Davacı taraf 04.03.2019 tarihinde (Talep tarihi: 01.03.2019) …. İcra md. 2019/… E. sayılı dosyası ile, davalı aleyhine haciz yoluyla, tamamı asıl alacak olmak üzere 9.652.50 TL tutarında icra takibi yapmış, takip tarihinden itibaren %21.25 ve değişen oranlarda ticari temerrüt faizi istemiştir.
Takip dayanağı olarak; “14.09.2017 tarihli 3.000.000.- TL bedelli … T.A.Ş.‘den alınan krediye, borçlu tarafınca verilen müteselsil kefaletten kaynaklı olarak, taraflarınca 26.02.2019 tarihinde yapılan 57.915.- TL’lık kredi taksit ödemesi nedeniyle, borçlunun payına düşen rücu bedeli olan 9.652.50 TL tutarlı asıl alacak” gösterilmiştir.

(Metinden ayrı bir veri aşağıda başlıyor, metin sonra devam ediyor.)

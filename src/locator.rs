/// Resolving the URL a tab logically points at, including suspended tabs
use crate::error::{Result, TabSortError};
use crate::tab_data::TabInfo;
use url::Url;

/// Placeholder-page prefix used by a tab suspender extension
pub fn suspended_prefix(suspender_marker_id: &str) -> String {
    format!("chrome-extension://{}/suspended.html#", suspender_marker_id)
}

/// Return whether the tab is currently showing a suspender placeholder page
pub fn is_suspended(tab: &TabInfo, suspender_marker_id: &str) -> bool {
    tab.url.starts_with(&suspended_prefix(suspender_marker_id))
}

/// Resolve the URL used to sort and dedupe `tab`
///
/// With `group_suspended_tabs` the tab's own URL is returned as-is, so every
/// suspended tab shares the suspender's host. Otherwise a suspended tab
/// resolves to the page it wraps (the `uri` parameter after the marker), and
/// any other tab to its pending or current URL.
pub fn logical_url(tab: &TabInfo, group_suspended_tabs: bool, suspender_marker_id: &str) -> Result<Url> {
    if group_suspended_tabs {
        return parse_tab_url(tab, &tab.url);
    }

    let prefix = suspended_prefix(suspender_marker_id);
    if let Some(suffix) = tab.url.strip_prefix(prefix.as_str()) {
        let wrapped = url::form_urlencoded::parse(suffix.as_bytes())
            .find(|(key, _)| key == "uri")
            .map(|(_, value)| value.into_owned());
        if let Some(wrapped) = wrapped {
            return parse_tab_url(tab, &wrapped);
        }
    }

    let current = tab
        .pending_url
        .as_deref()
        .filter(|pending| !pending.is_empty())
        .unwrap_or(&tab.url);
    parse_tab_url(tab, current)
}

/// Host with an explicit port, matching what browsers report as `URL.host`
pub fn host_key(url: &Url) -> String {
    let host = url.host_str().unwrap_or_default();
    match url.port() {
        Some(port) => format!("{}:{}", host, port),
        None => host.to_string(),
    }
}

fn parse_tab_url(tab: &TabInfo, raw: &str) -> Result<Url> {
    Url::parse(raw).map_err(|e| TabSortError::MalformedUrl {
        tab_id: tab.id,
        url: raw.to_string(),
        reason: e.to_string(),
    })
}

Borçlu vekili 12.03.2019 tarihinde, yetkiye ve icra takibine itiraz etmiştir.
Yetki itirazı kabul edilerek, takip … İcra Md. 2019/… E. sayılı dosya üzerinden devam etmiştir.
Ödeme emri davalıya 03.04.2019 tarihinde tebliğ edilmiştir.
Davalı vekili 03.04.2019 tarihinde süresinde: …. İcra md. 2019/… E. sayılı dosyaya verdiği aynı dilekçe ile takibe itiraz etmiştir.
3) …. İcra md. 2019/… E.
Davacı taraf 25.04.2019 tarihinde … İcra Md. 2019/… E. sayılı dosyası ile, davalı aleyhine haciz yoluyla, tamamı asıl alacak olmak üzere 13.100.- TL tutarında icra takibi yapmış, takip tarihinden itibaren %21.25 ve değişen oranlarda ticari temerrüt faizi istemiştir.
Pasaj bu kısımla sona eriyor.